### Directions
In the material below, find the line containing "diesel::result::Error::DatabaseError(_, info) if" and the line containing "fn is_busy(message: &str)", then reproduce exactly both of them and every line between, and nothing else.

-- Records for this exercise follows --

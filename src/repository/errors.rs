use thiserror::Error;

/// Errors surfaced by every persistence adapter.
#[derive(Debug, Error, Clone, PartialEq, Eq)]
pub enum RepositoryError {
    /// The addressed row or document does not exist.
    #[error("entity not found")]
    NotFound,
    /// Stored data or input failed domain validation.
    #[error("validation error: {0}")]
    ValidationError(String),
    /// The store could not be reached in time (pool timeout, IO failure).
    #[error("store unavailable: {0}")]
    Unavailable(String),
    /// The store rejected the query.
    #[error("database error: {0}")]
    DatabaseError(String),
    /// A document could not be (de)serialised.
    #[error("serialization error: {0}")]
    Serialization(String),
    /// A multi-step write stopped halfway and could not be undone.
    #[error("partial failure: {0}")]
    PartialFailure(String),
}

/// Convenient alias for repository results.
pub type RepositoryResult<T> = Result<T, RepositoryError>;

impl From<diesel::result::Error> for RepositoryError {
    fn from(value: diesel::result::Error) -> Self {
        match value {
            diesel::result::Error::NotFound => Self::NotFound,
            // SQLite gives up after `busy_timeout` with SQLITE_BUSY.
            diesel::result::Error::DatabaseError(_, info) if is_busy(info.message()) => {
                Self::Unavailable(info.message().to_string())
            }
            other => Self::DatabaseError(other.to_string()),
        }
    }
}

fn is_busy(message: &str) -> bool {
    message.contains("database is locked") || message.contains("database is busy")
}

impl From<diesel::r2d2::PoolError> for RepositoryError {
    fn from(value: diesel::r2d2::PoolError) -> Self {
        Self::Unavailable(value.to_string())
    }
}

impl From<std::io::Error> for RepositoryError {
    fn from(value: std::io::Error) -> Self {
        Self::Unavailable(value.to_string())
    }
}

impl From<serde_json::Error> for RepositoryError {
    fn from(value: serde_json::Error) -> Self {
        Self::Serialization(value.to_string())
    }
}

#[cfg(test)]
mod tests {
    use diesel::result::{DatabaseErrorKind, Error};

    use super::*;

    #[test]
    fn locked_database_is_unavailable() {
        let locked = Error::DatabaseError(
            DatabaseErrorKind::Unknown,
            Box::new("database is locked".to_string()),
        );
        assert_eq!(
            RepositoryError::from(locked),
            RepositoryError::Unavailable("database is locked".to_string())
        );
    }

    #[test]
    fn other_database_errors_stay_database_errors() {
        let unique = Error::DatabaseError(
            DatabaseErrorKind::UniqueViolation,
            Box::new("UNIQUE constraint failed: categories.id".to_string()),
        );
        assert!(matches!(
            RepositoryError::from(unique),
            RepositoryError::DatabaseError(_)
        ));
        assert_eq!(RepositoryError::from(Error::NotFound), RepositoryError::NotFound);
    }
}
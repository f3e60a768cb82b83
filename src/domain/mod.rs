//! Domain entities shared by every persistence adapter.

pub mod category;
pub mod message;
pub mod project;
pub mod review;
pub mod types;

-- Records for this exercise concluded --

### Response area
            diesel::result::Error::DatabaseError(_, info) if is_busy(info.message()) => {
                Self::Unavailable(info.message().to_string())
            }
            other => Self::DatabaseError(other.to_string()),
        }
    }
}

fn is_busy(message: &str) -> bool {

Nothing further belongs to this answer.